Lott had the killer's DNA profile compared to the DNA of the young man who many in Starkville still believe had been responsible.
Richard Schlesinger: What did it show?
Sgt. Bill Lott: Not a match.
Richard Schlesinger: Not a match?
Sgt. Bill Lott: Right.
The one-time prime suspect was almost certainly not the man who killed Betty Jones and Kathryn Crigler. In 1990 there was a lot of pressure to arrest that man. And Lott believes if he had been arrested he would have been convicted and executed.
Richard Schlesinger: Has this case ... changed the way you feel about the death penalty?
Sgt. Bill Lott: I'll say it this way. I used to 100 percent pro-death penalty.
Richard Schlesinger: Now?
Sgt. Bill Lott: [Sighs] Now I think it would have to be on a case-by-case basis.
Richard Schlesinger: Sounds like a shift to me.
Sgt. Bill Lott: Yes, because he could've been put to death for a crime he didn't commit.
Lott went on to test the DNA of 60 other potential suspects; none was a match. There was also no match in CODIS, the national DNA database of violent criminals.
Anne McWhorter | Betty Jones' sister: I had resolved that it would probably never be solved ... that I would go to my grave without knowing — who did this.
Hours away in Tennessee, Jason Jones and his family — who had grown distant from Betty's over time — knew little about the investigation.
Jason Jones: No one was calling us. We were the extended family.
And Jason says over the years his family hardly ever spoke about Betty' s death.
Jason Jones: It becomes this taboo subject where people don't really disclose information because it's hard to talk about.
But now, as an adult, Jason was more curious than ever.

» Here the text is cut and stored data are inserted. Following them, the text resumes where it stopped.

use super::AudioFormat;
use crate::protocol::rtp::NtpTimestamp;
use std::sync::atomic::{AtomicU32, Ordering};
use std::sync::{Mutex, PoisonError};
use thiserror::Error;

/// Errors from audio output
#[derive(Debug, Error)]
pub enum SinkError {
    /// The sink has not been started or was stopped
    #[error("output closed")]
    Closed,

    /// Generic device error
    #[error("device error: {0}")]
    Device(String),
}

/// Audio output the receiver delivers decoded PCM to
///
/// Ordering, buffering and backpressure are the sink's concern; the
/// receiver enqueues every decoded packet keyed by its RTP timestamp.
pub trait AudioSink: Send + Sync {
    /// Prepare the device for a stream in `format`
    fn start(&self, format: AudioFormat) -> Result<(), SinkError>;

    /// Queue one packet of interleaved samples
    fn enqueue(&self, timestamp: u32, samples: &[i16]) -> Result<(), SinkError>;

    /// Drop everything queued but not yet played
    fn flush(&self);

    fn stop(&self);

    /// Set the linear device gain
    fn set_gain(&self, gain: f32);

    fn gain(&self) -> f32;

    /// Device gain range `(min, max)`
    fn gain_range(&self) -> (f32, f32) {
        (0.0, 1.0)
    }

    /// Sender's mapping of an RTP timestamp to wall-clock time
    fn sync(&self, _rtp_timestamp: u32, _ntp: NtpTimestamp) {}

    /// Estimated offset of the sender's clock from ours, in microseconds
    fn clock_offset(&self, _offset_micros: i64) {}
}

/// Store an `f32` gain in an atomic
#[derive(Debug)]
struct AtomicGain(AtomicU32);

impl AtomicGain {
    fn new(gain: f32) -> Self {
        Self(AtomicU32::new(gain.to_bits()))
    }

    fn load(&self) -> f32 {
        f32::from_bits(self.0.load(Ordering::Relaxed))
    }

    fn store(&self, gain: f32) {
        self.0.store(gain.to_bits(), Ordering::Relaxed);
    }
}

/// Sink that discards audio
#[derive(Debug)]
pub struct NullSink {
    gain: AtomicGain,
}

impl Default for NullSink {
    fn default() -> Self {
        Self {
            gain: AtomicGain::new(1.0),
        }
    }
}

impl AudioSink for NullSink {
    fn start(&self, _format: AudioFormat) -> Result<(), SinkError> {
        Ok(())
    }

    fn enqueue(&self, _timestamp: u32, _samples: &[i16]) -> Result<(), SinkError> {
        Ok(())
    }

    fn flush(&self) {}

    fn stop(&self) {}

    fn set_gain(&self, gain: f32) {
        self.gain.store(gain);
    }

    fn gain(&self) -> f32 {
        self.gain.load()
    }
}

#[derive(Debug, Default)]
struct MemorySinkState {
    format: Option<AudioFormat>,
    packets: Vec<(u32, Vec<i16>)>,
    flushes: usize,
    last_sync: Option<(u32, NtpTimestamp)>,
    clock_offset: Option<i64>,
}

/// Sink that keeps delivered packets in memory
///
/// Useful for hosts that post-process audio themselves, and for tests.
#[derive(Debug)]
pub struct MemorySink {
    state: Mutex<MemorySinkState>,
    gain: AtomicGain,
    range: (f32, f32),
}

impl Default for MemorySink {
    fn default() -> Self {
        Self::with_gain_range(0.0, 1.0)
    }
}

impl MemorySink {
    /// Create an empty sink
    #[must_use]
    pub fn new() -> Self {
        Self::default()
    }

    /// Create a sink reporting a custom device gain range
    #[must_use]
    pub fn with_gain_range(min: f32, max: f32) -> Self {
        Self {
            state: Mutex::new(MemorySinkState::default()),
            gain: AtomicGain::new(max),
            range: (min, max),
        }
    }

    fn with_state<R>(&self, f: impl FnOnce(&mut MemorySinkState) -> R) -> R {
        let mut state = self.state.lock().unwrap_or_else(PoisonError::into_inner);
        f(&mut state)
    }

    /// Format passed to the last `start`, `None` after `stop`
    #[must_use]
    pub fn format(&self) -> Option<AudioFormat> {
        self.with_state(|s| s.format)
    }

    /// Packets queued since the last flush, in arrival order
    #[must_use]
    pub fn packets(&self) -> Vec<(u32, Vec<i16>)> {
        self.with_state(|s| s.packets.clone())
    }

    /// Number of flushes received
    #[must_use]
    pub fn flush_count(&self) -> usize {
        self.with_state(|s| s.flushes)
    }

    /// Last sync point: RTP timestamp and its NTP time
    #[must_use]
    pub fn last_sync(&self) -> Option<(u32, NtpTimestamp)> {
        self.with_state(|s| s.last_sync)
    }

    /// Last clock offset reported, in microseconds
    #[must_use]
    pub fn last_clock_offset(&self) -> Option<i64> {
        self.with_state(|s| s.clock_offset)
    }
}

impl AudioSink for MemorySink {
    fn start(&self, format: AudioFormat) -> Result<(), SinkError> {
        self.with_state(|s| s.format = Some(format));
        Ok(())
    }

    fn enqueue(&self, timestamp: u32, samples: &[i16]) -> Result<(), SinkError> {
        self.with_state(|s| {
            if s.format.is_none() {
                return Err(SinkError::Closed);
            }
            s.packets.push((timestamp, samples.to_vec()));
            Ok(())
        })
    }

    fn flush(&self) {
        self.with_state(|s| {
            s.packets.clear();
            s.flushes += 1;
        });
    }

    fn stop(&self) {
        self.with_state(|s| s.format = None);
    }

    fn set_gain(&self, gain: f32) {
        self.gain.store(gain);
    }

    fn gain(&self) -> f32 {
        self.gain.load()
    }

    fn gain_range(&self) -> (f32, f32) {
        self.range
    }

    fn sync(&self, rtp_timestamp: u32, ntp: NtpTimestamp) {
        self.with_state(|s| s.last_sync = Some((rtp_timestamp, ntp)));
    }

    fn clock_offset(&self, offset_micros: i64) {
        self.with_state(|s| s.clock_offset = Some(offset_micros));
    }
}
//! ALAC decoding backed by symphonia

use super::{AudioDecoder, AudioFormat, DecodeError, DecoderFactory};
use crate::protocol::sdp::{AlacParameters, StreamDescription};
use symphonia::core::audio::SampleBuffer;
use symphonia::core::codecs::{CODEC_TYPE_ALAC, CodecParameters, Decoder, DecoderOptions};
use symphonia::core::formats::Packet;

/// Decoder for RAOP ALAC packets
pub struct AlacDecoder {
    decoder: Box<dyn Decoder>,
    format: AudioFormat,
    frames_per_packet: u64,
    packets: u64,
}

impl AlacDecoder {
    /// Create a decoder from announced ALAC parameters
    ///
    /// # Errors
    ///
    /// Returns `DecodeError::UnsupportedFormat` if symphonia rejects the configuration.
    pub fn new(params: &AlacParameters) -> Result<Self, DecodeError> {
        let mut codec_params = CodecParameters::new();
        codec_params
            .for_codec(CODEC_TYPE_ALAC)
            .with_sample_rate(params.sample_rate)
            .with_bits_per_sample(u32::from(params.bit_depth))
            .with_max_frames_per_packet(u64::from(params.frames_per_packet))
            .with_extra_data(Box::new(params.magic_cookie()));

        let decoder = symphonia::default::get_codecs()
            .make(&codec_params, &DecoderOptions::default())
            .map_err(|e| DecodeError::UnsupportedFormat(e.to_string()))?;

        Ok(Self {
            decoder,
            format: AudioFormat::from_alac(params),
            frames_per_packet: u64::from(params.frames_per_packet),
            packets: 0,
        })
    }
}

impl AudioDecoder for AlacDecoder {
    fn format(&self) -> AudioFormat {
        self.format
    }

    fn decode(&mut self, payload: &[u8]) -> Result<Vec<i16>, DecodeError> {
        let ts = self.packets * self.frames_per_packet;
        self.packets += 1;

        let packet = Packet::new_from_slice(0, ts, self.frames_per_packet, payload);
        let decoded = self
            .decoder
            .decode(&packet)
            .map_err(|e| DecodeError::Malformed(e.to_string()))?;

        let mut samples = SampleBuffer::<i16>::new(decoded.capacity() as u64, *decoded.spec());
        samples.copy_interleaved_ref(decoded);
        Ok(samples.samples().to_vec())
    }
}

/// Factory producing [`AlacDecoder`]s from fmtp options
#[derive(Debug, Clone, Copy, Default)]
pub struct AlacDecoderFactory;

impl DecoderFactory for AlacDecoderFactory {
    fn create(&self, stream: &StreamDescription) -> Result<Box<dyn AudioDecoder>, DecodeError> {
        let params = stream
            .alac_parameters()
            .map_err(|e| DecodeError::UnsupportedFormat(e.to_string()))?;
        Ok(Box::new(AlacDecoder::new(&params)?))
    }
}
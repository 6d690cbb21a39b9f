//! Multi-room fan-out proxy
//!
//! The proxy looks like a single RAOP receiver to the sender. Every RTSP
//! request is answered locally and replicated to a list of downstream
//! receivers ("peers"); audio and control datagrams are copied to each
//! peer, and each peer's timing traffic is routed back to it alone.

pub mod barrier;
pub mod config;
pub mod fanout;
pub mod history;
pub mod peer;
pub mod session;
pub mod timing_router;

#[cfg(test)]
mod tests;

pub use barrier::{BarrierOutcome, wait_for_cseq};
pub use config::{ConfigError, PeerAddress, ProxyConfig};
pub use fanout::FanOut;
pub use history::PacketHistory;
pub use peer::ProxyPeer;
pub use session::{ProxyContext, ProxyFactory, ProxyServer, ProxySession};
pub use timing_router::TimingKeyTable;
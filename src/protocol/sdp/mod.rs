//! SDP (Session Description Protocol) for RAOP
//!
//! RAOP uses SDP in the ANNOUNCE request to describe the audio stream.
//! Only the subset senders actually emit is understood: one `m=audio`
//! line plus the `rtpmap`, `fmtp`, `rsaaeskey`, `aesiv` and
//! `min-latency` attributes. Everything else is validated for line
//! syntax and otherwise ignored.

mod alac;
mod parser;
mod stream;


pub use alac::AlacParameters;
pub use parser::{SdpLine, parse_lines};
pub use stream::StreamDescription;

use super::crypto::CryptoError;
use thiserror::Error;

/// Content type of an ANNOUNCE body
pub const CONTENT_TYPE_SDP: &str = "application/sdp";

/// Encoding name announced for ALAC streams
pub const APPLE_LOSSLESS: &str = "AppleLossless";

/// Errors from parsing or validating an ANNOUNCE body
#[derive(Debug, Error)]
pub enum SdpError {
    /// Line not of the form `<letter>=<value>`
    #[error("cannot parse SDP line {0:?}")]
    InvalidLine(String),

    /// `m=` line that is not `audio <port> RTP/AVP <index>`
    #[error("cannot parse media line {0:?}")]
    InvalidMedia(String),

    /// `a=` line without a name
    #[error("cannot parse attribute {0:?}")]
    InvalidAttribute(String),

    /// `rtpmap` without an index and encoding
    #[error("cannot parse rtpmap entry {0:?}")]
    InvalidRtpmap(String),

    /// `fmtp` without an index
    #[error("cannot parse fmtp entry {0:?}")]
    InvalidFmtp(String),

    /// Media, rtpmap and encoding do not agree on an `AppleLossless` format
    #[error("audio format {0:?} not supported")]
    UnsupportedFormat(Option<u32>),

    /// No `fmtp` line for the announced format
    #[error("audio format {0:?} lacks fmtp line")]
    MissingFmtp(Option<u32>),

    /// `fmtp` line without option tokens
    #[error("audio format {0} incomplete, format options not set")]
    MissingFormatOptions(u32),

    /// Only one of key and IV was announced
    #[error("rsaaeskey and aesiv must be announced together")]
    IncompleteEncryption,

    /// `fmtp` options are not ALAC parameters
    #[error("invalid ALAC parameters: {0}")]
    InvalidAlacParameters(String),

    /// Key unwrap or base64 failure
    #[error(transparent)]
    Crypto(#[from] CryptoError),
}
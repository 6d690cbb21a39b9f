use thiserror::Error;

/// Cryptographic operation errors
#[derive(Debug, Error)]
pub enum CryptoError {
    /// Key or IV of the wrong size
    #[error("invalid key length: expected {expected}, got {actual}")]
    InvalidKeyLength {
        /// Required length in bytes
        expected: usize,
        /// Length received
        actual: usize,
    },

    /// PEM data that is not an RSA private key
    #[error("invalid private key: {0}")]
    InvalidPrivateKey(String),

    /// Attribute value that is not base64
    #[error("invalid base64: {0}")]
    InvalidBase64(String),

    /// RSA-OAEP unwrap failed
    #[error("decryption failed: {0}")]
    DecryptionFailed(String),

    /// Challenge signature failed
    #[error("signing failed: {0}")]
    SigningFailed(String),

    /// Encrypted stream or challenge without a configured key
    #[error("no RSA private key configured")]
    MissingPrivateKey,
}
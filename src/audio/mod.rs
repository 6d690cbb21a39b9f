//! Audio decoding and output seams
//!
//! The receiver turns RTP payloads into PCM through an [`AudioDecoder`]
//! and hands the result to an [`AudioSink`]. Both are traits so hosts can
//! plug in their own codec and device.

#[cfg(feature = "alac")]
mod alac;
mod decoder;
pub mod format;
mod sink;
pub mod volume;


#[cfg(feature = "alac")]
pub use alac::{AlacDecoder, AlacDecoderFactory};
pub use decoder::{
    AudioDecoder, DecodeError, DecoderFactory, PcmDecoder, PcmDecoderFactory,
    default_decoder_factory,
};
pub use format::AudioFormat;
pub use sink::{AudioSink, MemorySink, NullSink, SinkError};
pub use volume::GainMapping;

Jason Jones: I wanted to know what had happened, and so I Googled it, and nothing came up ... it was shocking to me that I couldn't find information about this case or my grandmother's murder or her life or anything.
He had questions about Betty, but he had even more about Kathryn Crigler.
Jason Jones: I don't think I knew the name Crigler, to be honest.
Richard Schlesinger: You didn't know the name of the other person.
Jason Jones: I don't think so.
But in August 2005, when Jason was getting married, there was a huge, almost unbelievable development. His fiance's mother held a bridal shower and invited some of her friends. Stories frequently come out of bridal showers, but not like this story:
Colleen Jones: I was busy playing mother of the groom. And — so I was introduced to a lot of people that day.
Jason's mother Colleen was chatting with a young art teacher when they discovered that even though they were both in Nashville, they had a Mississippi connection.
Colleen Jones: And I told her that I had married a guy that had gone to high school and college in Starkville. And she said, "Starkville? My grandparents lived there. What's your husband's last name? What were your in-laws' last name?" And as soon as I said, "Betty Jones" … it was just like she had seen a ghost, and I was it.
Standing before Colleen Jones was Kathryn Crigler's granddaughter, Juky.
Richard Schlesinger: Well how did you feel?
Juky Crigler Holt: Just wow! You know? What are the chances?
Richard Schlesinger: Well, you tell me [laughs]. What are the chances?
Juky Crigler Holt: Yeah, one in a gabillion. You know? It's amazing.
Both women were quick to see a larger meaning to the chance meeting.
Colleen Jones: This cannot be coincidental, happenstance ... It's like the angels went [she sings] "ahhhh."
But it wasn't until 2017 that Jason, who was inspired by true-crime podcasts, decided he should spotlight the cold case.
"KNOCK KNOCK" PODCAST: Even as a child I learned what the monsters fear. Whether imaginary or real — monsters today still fear the light.
Jason Jones: The podcast was not only a way for me to learn more about the life of a grandmother that was taken from me too early ... but also a way to try to seek justice or to make sense of what happened.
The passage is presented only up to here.